Sedicente "funzionario dell'Inps" deruba coppia di anziani, spariti oro e monili
Aveva da poco compiuto 18 anni il turista milanese, in vacanza a Rimini, che nell'estate del 2024 si introdusse nell'abitazione di una coppia di coniugi 90enni spacciandosi per un 'funzionario dell'Inps'. "Guardi, c'è un problema con la sua pensione. Corra subito in sede per risolverlo, i miei colleghi l'aspettano", fu la frase che convinse l'anziano a lasciare il giovane da solo in casa con la moglie. E fu a quel punto che il neo maggiorenne, distraendo la donna, riuscì a ripulire l’appartamento dei coniugi senza farsi scoprire, fuggendo con un bottino di oro e preziosi di circa 20mila euro prima del ritorno a casa del 90enne.

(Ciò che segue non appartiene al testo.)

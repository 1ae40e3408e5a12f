/// JWT Token Generation and Validation
///
/// Access and refresh tokens are HS256 JWTs signed with separate secrets,
/// so a token of one kind never verifies as the other.

use jsonwebtoken::errors::ErrorKind;
use jsonwebtoken::{decode, encode, Algorithm, DecodingKey, EncodingKey, Header, Validation};
use serde::de::DeserializeOwned;
use uuid::Uuid;

use crate::auth::claims::{AccessClaims, RefreshClaims};
use crate::configuration::JwtSettings;
use crate::error::AuthError;
use crate::store::UserRecord;

/// Generate a new access token for a user
pub fn generate_access_token(user: &UserRecord, config: &JwtSettings) -> Result<String, AuthError> {
    let claims = AccessClaims::new(user, config.access_token_expiry, config.issuer.clone());
    sign(&claims, &config.access_token_secret)
}

/// Generate a new refresh token for a user
pub fn generate_refresh_token(user_id: Uuid, config: &JwtSettings) -> Result<String, AuthError> {
    let claims = RefreshClaims::new(user_id, config.refresh_token_expiry, config.issuer.clone());
    sign(&claims, &config.refresh_token_secret)
}

/// Validate and extract claims from an access token
///
/// # Errors
/// `Expired` when the signature is good but `exp` has passed,
/// `InvalidToken` for everything else.
pub fn validate_access_token(token: &str, config: &JwtSettings) -> Result<AccessClaims, AuthError> {
    verify(token, &config.access_token_secret, &config.issuer)
}

/// Validate and extract claims from a refresh token
pub fn validate_refresh_token(
    token: &str,
    config: &JwtSettings,
) -> Result<RefreshClaims, AuthError> {
    verify(token, &config.refresh_token_secret, &config.issuer)
}

fn sign<T: serde::Serialize>(claims: &T, secret: &str) -> Result<String, AuthError> {
    encode(
        &Header::new(Algorithm::HS256),
        claims,
        &EncodingKey::from_secret(secret.as_bytes()),
    )
    .map_err(|e| AuthError::Crypto(format!("Token generation failed: {}", e)))
}

fn verify<T: DeserializeOwned>(token: &str, secret: &str, issuer: &str) -> Result<T, AuthError> {
    let mut validation = Validation::new(Algorithm::HS256);
    validation.set_issuer(&[issuer]);
    validation.leeway = 0;
    // valid only while now < exp
    validation.reject_tokens_expiring_in_less_than = 1;

    decode::<T>(token, &DecodingKey::from_secret(secret.as_bytes()), &validation)
        .map(|data| data.claims)
        .map_err(|e| match e.kind() {
            ErrorKind::ExpiredSignature => AuthError::Expired,
            _ => {
                tracing::debug!("JWT validation error: {}", e);
                AuthError::InvalidToken
            }
        })
}

#[cfg(test)]
mod tests {
    use super::*;
    use chrono::Utc;

    fn get_test_config() -> JwtSettings {
        JwtSettings {
            access_token_secret: "test-access-secret-at-least-32-characters".to_string(),
            access_token_expiry: 3600,
            refresh_token_secret: "test-refresh-secret-at-least-32-characters".to_string(),
            refresh_token_expiry: 604800,
            issuer: "test".to_string(),
        }
    }

    fn test_user() -> UserRecord {
        UserRecord {
            id: Uuid::new_v4(),
            username: "alice".to_string(),
            email: "alice@example.com".to_string(),
            full_name: "Alice Liddell".to_string(),
            avatar: String::new(),
            cover_image: String::new(),
            password_hash: "hash".to_string(),
            refresh_token: None,
            created_at: Utc::now(),
            updated_at: Utc::now(),
        }
    }

    #[test]
    fn test_generate_and_validate_access_token() {
        let config = get_test_config();
        let user = test_user();

        let token = generate_access_token(&user, &config).expect("Failed to generate token");
        let claims = validate_access_token(&token, &config).expect("Failed to validate token");

        assert_eq!(claims.sub, user.id.to_string());
        assert_eq!(claims.email, user.email);
        assert_eq!(claims.iss, "test");
    }

    #[test]
    fn test_generate_and_validate_refresh_token() {
        let config = get_test_config();
        let user_id = Uuid::new_v4();

        let token = generate_refresh_token(user_id, &config).expect("Failed to generate token");
        let claims = validate_refresh_token(&token, &config).expect("Failed to validate token");

        assert_eq!(claims.user_id().unwrap(), user_id);
    }

    #[test]
    fn test_token_kinds_do_not_cross_verify() {
        let config = get_test_config();
        let user = test_user();

        let access = generate_access_token(&user, &config).unwrap();
        let refresh = generate_refresh_token(user.id, &config).unwrap();

        assert_eq!(validate_refresh_token(&access, &config).unwrap_err(), AuthError::InvalidToken);
        assert_eq!(validate_access_token(&refresh, &config).unwrap_err(), AuthError::InvalidToken);
    }

    #[test]
    fn test_invalid_token() {
        let config = get_test_config();
        let result = validate_access_token("invalid.token.here", &config);

        assert_eq!(result.unwrap_err(), AuthError::InvalidToken);
    }

    #[test]
    fn test_tampered_token() {
        let config = get_test_config();
        let token = generate_access_token(&test_user(), &config).unwrap();

        let tampered = format!("{}X", token);
        assert_eq!(validate_access_token(&tampered, &config).unwrap_err(), AuthError::InvalidToken);
    }

    #[test]
    fn test_expired_token_is_expired_not_invalid() {
        let mut config = get_test_config();
        config.access_token_expiry = -10;

        let token = generate_access_token(&test_user(), &config).unwrap();
        assert_eq!(validate_access_token(&token, &config).unwrap_err(), AuthError::Expired);
    }

    #[test]
    fn test_token_at_expiry_second_is_expired() {
        let mut config = get_test_config();
        config.access_token_expiry = 0;
        config.refresh_token_expiry = 0;
        let user = test_user();

        let access = generate_access_token(&user, &config).unwrap();
        let refresh = generate_refresh_token(user.id, &config).unwrap();

        assert_eq!(validate_access_token(&access, &config).unwrap_err(), AuthError::Expired);
        assert_eq!(validate_refresh_token(&refresh, &config).unwrap_err(), AuthError::Expired);
    }

    #[test]
    fn test_wrong_issuer() {
        let mut config = get_test_config();
        let token = generate_access_token(&test_user(), &config).unwrap();

        config.issuer = "wrong-issuer".to_string();
        assert_eq!(validate_access_token(&token, &config).unwrap_err(), AuthError::InvalidToken);
    }
}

Quando moglie e marito si accorsero di essere stati derubati, ormai era troppo tardi. Sul posto intervenne la polizia di Stato, che diede avvio all'indagine. Grazie ad una serie di accertamenti tecnici, gli investigatori della Mobile sono risaliti al turista milanese, nel frattempo finito a processo davanti al tribunale di Rimini per furto e violazione di domicilio. Nei suoi confronti è stata emessa una sentenza di condanna, in primo grado, a un anno, 10 mesi e 20 giorni di reclusione, con la sospensione della condizionale subordinata, come da richiesta dall'avvocato di parte civile, Maria Luisa Trippitelli, al risarcimento di 20mila euro a favore della coppia.